Whereas True Detective Season 1 enjoyed near-universal praise, the early buzz on True Detective Season 2 is decidedly more mixed. A couple of critics seemed just as enamored of the new season as they did the last one, but many more expressed disappointment. There's no need to despair just yet, though — even the less impressed reviewers acknowledged that there's still time for the show to turn it around.

Variety:

Once the ball gets rolling, though, the new "Detective" feels increasingly mundane — in tone and style, a bit like a lesser Michael Mann movie stretched out in episodic form. Part of that might have to do with the necessity of serving the multiple leads, at the expense of the focus on two that the first enjoyed. While this all might converge in a way that knocks your socks off, there's marginal evidence of things really heating up until after July 4.

THR:

It may be that season two's greatness is still waiting for us, lying not so much in character and place, but in the satisfaction of a story and plot that fulfills its promises and ends even better than it begins.

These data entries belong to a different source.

use async_trait::async_trait;
use papergraph_common::{
    AnalysisResult, AnalysisTask, Author, FeedAnalysis, FeedOrder, Page, PaperGraphError, Result,
    StatField, TaskCompletion, TaskId, TaskStatus, UserId,
};

use super::{apply_delta, insert_activity, PgStore};
use crate::traits::TaskRepository;

const TASK_COLUMNS: &str = "id, user_id, paper_id, status, is_public, suggest_score, like_count, \
     read_count, created_at, finished_at, deleted_at";

const FEED_SELECT: &str = r#"
    SELECT t.id, t.user_id, t.paper_id, t.status, t.is_public, t.suggest_score, t.like_count,
           t.read_count, t.created_at, t.finished_at, t.deleted_at,
           u.id AS author_id, u.name AS author_name, u.avatar AS author_avatar
    FROM analysis_tasks t
    LEFT JOIN users u ON u.id = t.user_id AND u.deleted_at IS NULL
    WHERE t.deleted_at IS NULL AND t.is_public AND t.status = 'completed'
"#;

#[derive(sqlx::FromRow)]
struct FeedAnalysisRow {
    #[sqlx(flatten)]
    task: AnalysisTask,
    author_id: Option<i64>,
    author_name: Option<String>,
    author_avatar: Option<String>,
}

impl From<FeedAnalysisRow> for FeedAnalysis {
    fn from(row: FeedAnalysisRow) -> Self {
        let author = row.author_id.map(|id| Author {
            id,
            name: row.author_name.unwrap_or_default(),
            avatar: row.author_avatar,
        });
        FeedAnalysis {
            task: row.task,
            author,
        }
    }
}

impl PgStore {
    /// Explain why a guarded state transition matched no row.
    async fn transition_error(&self, task_id: TaskId, to: TaskStatus) -> PaperGraphError {
        match self.find_task(task_id).await {
            Ok(Some(task)) => PaperGraphError::validation(format!(
                "task {task_id} is {}, cannot move to {to}",
                task.status
            )),
            Ok(None) => PaperGraphError::not_found("task", task_id),
            Err(err) => err,
        }
    }
}

#[async_trait]
impl TaskRepository for PgStore {
    async fn create_task(&self, user_id: UserId, paper_id: i64) -> Result<AnalysisTask> {
        let sql = format!(
            r#"
            INSERT INTO analysis_tasks (user_id, paper_id, status)
            VALUES ($1, $2, 'in_progress')
            RETURNING {TASK_COLUMNS}
            "#
        );
        sqlx::query_as::<_, AnalysisTask>(&sql)
            .bind(user_id)
            .bind(paper_id)
            .fetch_one(&self.pool)
            .await
            .map_err(Into::into)
    }

    async fn find_task(&self, task_id: TaskId) -> Result<Option<AnalysisTask>> {
        let sql = format!(
            "SELECT {TASK_COLUMNS} FROM analysis_tasks WHERE id = $1 AND deleted_at IS NULL"
        );
        sqlx::query_as::<_, AnalysisTask>(&sql)
            .bind(task_id)
            .fetch_optional(&self.pool)
            .await
            .map_err(Into::into)
    }

    async fn complete_task(&self, completion: TaskCompletion) -> Result<AnalysisTask> {
        let mut tx = self.pool.begin().await?;

        let sql = format!(
            r#"
            UPDATE analysis_tasks
            SET status = 'completed', finished_at = now(), suggest_score = $2
            WHERE id = $1 AND status = 'in_progress' AND deleted_at IS NULL
            RETURNING {TASK_COLUMNS}
            "#
        );
        let task = sqlx::query_as::<_, AnalysisTask>(&sql)
            .bind(completion.task_id)
            .bind(completion.suggest_score)
            .fetch_optional(&mut *tx)
            .await?;

        let Some(task) = task else {
            drop(tx);
            return Err(self
                .transition_error(completion.task_id, TaskStatus::Completed)
                .await);
        };

        sqlx::query("INSERT INTO analysis_results (task_id, content) VALUES ($1, $2)")
            .bind(task.id)
            .bind(&completion.content)
            .execute(&mut *tx)
            .await?;

        apply_delta(&mut *tx, task.user_id, StatField::AnalysisCount, 1).await?;
        if task.is_public {
            apply_delta(&mut *tx, task.user_id, StatField::PublicAnalysisCount, 1).await?;
        }
        insert_activity(&mut *tx, &completion.activity).await?;

        tx.commit().await?;
        Ok(task)
    }

    async fn fail_task(&self, task_id: TaskId) -> Result<AnalysisTask> {
        let sql = format!(
            r#"
            UPDATE analysis_tasks
            SET status = 'failed', finished_at = now()
            WHERE id = $1 AND status = 'in_progress' AND deleted_at IS NULL
            RETURNING {TASK_COLUMNS}
            "#
        );
        let task = sqlx::query_as::<_, AnalysisTask>(&sql)
            .bind(task_id)
            .fetch_optional(&self.pool)
            .await?;

        match task {
            Some(task) => Ok(task),
            None => Err(self.transition_error(task_id, TaskStatus::Failed).await),
        }
    }

    async fn set_task_public(&self, task_id: TaskId, is_public: bool) -> Result<AnalysisTask> {
        let mut tx = self.pool.begin().await?;

        // Lock the row so the flag flip and the counter move together.
        let sql = format!(
            "SELECT {TASK_COLUMNS} FROM analysis_tasks \
             WHERE id = $1 AND deleted_at IS NULL FOR UPDATE"
        );
        let before = sqlx::query_as::<_, AnalysisTask>(&sql)
            .bind(task_id)
            .fetch_optional(&mut *tx)
            .await?
            .ok_or_else(|| PaperGraphError::not_found("task", task_id))?;

        if before.is_public == is_public {
            return Ok(before);
        }

        let sql = format!(
            "UPDATE analysis_tasks SET is_public = $2 WHERE id = $1 RETURNING {TASK_COLUMNS}"
        );
        let task = sqlx::query_as::<_, AnalysisTask>(&sql)
            .bind(task_id)
            .bind(is_public)
            .fetch_one(&mut *tx)
            .await?;

        if task.status == TaskStatus::Completed {
            let delta = if is_public { 1 } else { -1 };
            apply_delta(&mut *tx, task.user_id, StatField::PublicAnalysisCount, delta).await?;
        }

        tx.commit().await?;
        Ok(task)
    }

    async fn find_result(&self, task_id: TaskId) -> Result<Option<AnalysisResult>> {
        sqlx::query_as::<_, AnalysisResult>(
            "SELECT id, task_id, content, created_at FROM analysis_results WHERE task_id = $1",
        )
        .bind(task_id)
        .fetch_optional(&self.pool)
        .await
        .map_err(Into::into)
    }

    async fn list_user_tasks(
        &self,
        user_id: UserId,
        status: Option<TaskStatus>,
        page: Page,
    ) -> Result<Vec<AnalysisTask>> {
        let sql = format!(
            r#"
            SELECT {TASK_COLUMNS} FROM analysis_tasks
            WHERE user_id = $1 AND deleted_at IS NULL
              AND ($2::TEXT IS NULL OR status = $2)
            ORDER BY created_at DESC, id DESC
            LIMIT $3 OFFSET $4
            "#
        );
        sqlx::query_as::<_, AnalysisTask>(&sql)
            .bind(user_id)
            .bind(status.map(|s| s.as_str()))
            .bind(page.limit)
            .bind(page.offset)
            .fetch_all(&self.pool)
            .await
            .map_err(Into::into)
    }

    async fn analysis_feed(&self, audience: &[UserId], page: Page) -> Result<Vec<FeedAnalysis>> {
        let sql = format!(
            r#"
            {FEED_SELECT}
              AND t.user_id = ANY($1)
            ORDER BY t.created_at DESC, t.id DESC
            LIMIT $2 OFFSET $3
            "#
        );
        let rows = sqlx::query_as::<_, FeedAnalysisRow>(&sql)
            .bind(audience)
            .bind(page.limit)
            .bind(page.offset)
            .fetch_all(&self.pool)
            .await?;

        Ok(rows.into_iter().map(Into::into).collect())
    }

    async fn public_feed(&self, order: FeedOrder, page: Page) -> Result<Vec<FeedAnalysis>> {
        let order_by = match order {
            FeedOrder::Likes => "t.like_count DESC, t.finished_at DESC NULLS LAST, t.id DESC",
            FeedOrder::Suggestion => {
                "t.suggest_score DESC, t.finished_at DESC NULLS LAST, t.id DESC"
            }
            FeedOrder::Recent => "t.finished_at DESC NULLS LAST, t.id DESC",
        };
        let sql = format!("{FEED_SELECT} ORDER BY {order_by} LIMIT $1 OFFSET $2");
        let rows = sqlx::query_as::<_, FeedAnalysisRow>(&sql)
            .bind(page.limit)
            .bind(page.offset)
            .fetch_all(&self.pool)
            .await?;

        Ok(rows.into_iter().map(Into::into).collect())
    }
}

Or none of that could happen. And what we'll get is a sophomore slump. The pressure is now on for the remaining five episodes.

Vulture:

The result often plays like a cousin of The Wire as directed by Michael Mann — the kind of series that presents its broken, brooding heroes as if they were characters in an opera about the many different flavors of corruption, institutional and personal. It takes everything so seriously that you have to laugh at it a little bit, then admire it for being true to whatever it's trying to be and not really giving a damn what you think of it.

GQ:

Two things are clear from the season-two premiere: One, Fukunaga will be missed — his replacement, Fast & Furious franchise veteran Justin Lin, has done a credible job preserving the show's signature gloom and noir-ish palette, but he's got a much heavier hand and much less patience for letting dread build slowly; and two, this is Pizzolatto's show, to the bone. This is his vision — the macro theme of season two seems to be, once again, all the evil that powerful white men do — and these are his words.

Esquire:

Based on the three episodes HBO sent to critics, the second season of True Detective is nearly as addictive as the first. (And like that one, it is created and written entirely by Nic Pizzolatto, though with a new cast, story, and directors.) It poses as a potboiler, but it's really an exercise in genre fused with existentialism.

New York Daily News:

It's dense and it's dark. If there were a quiz, you'd have to take notes. But the show breezes through the most important of all viewer tests: At the end of the three episodes, you're itching to see the fourth.

"True Detective" will make a great binge-watch down the line. But it simultaneously reminds us that real-time viewing has its own pleasures, like the suspense of having to wait a week to find out what happens next.

True Detective Season 2 premieres Sunday, June 21 at 9 PM on HBO.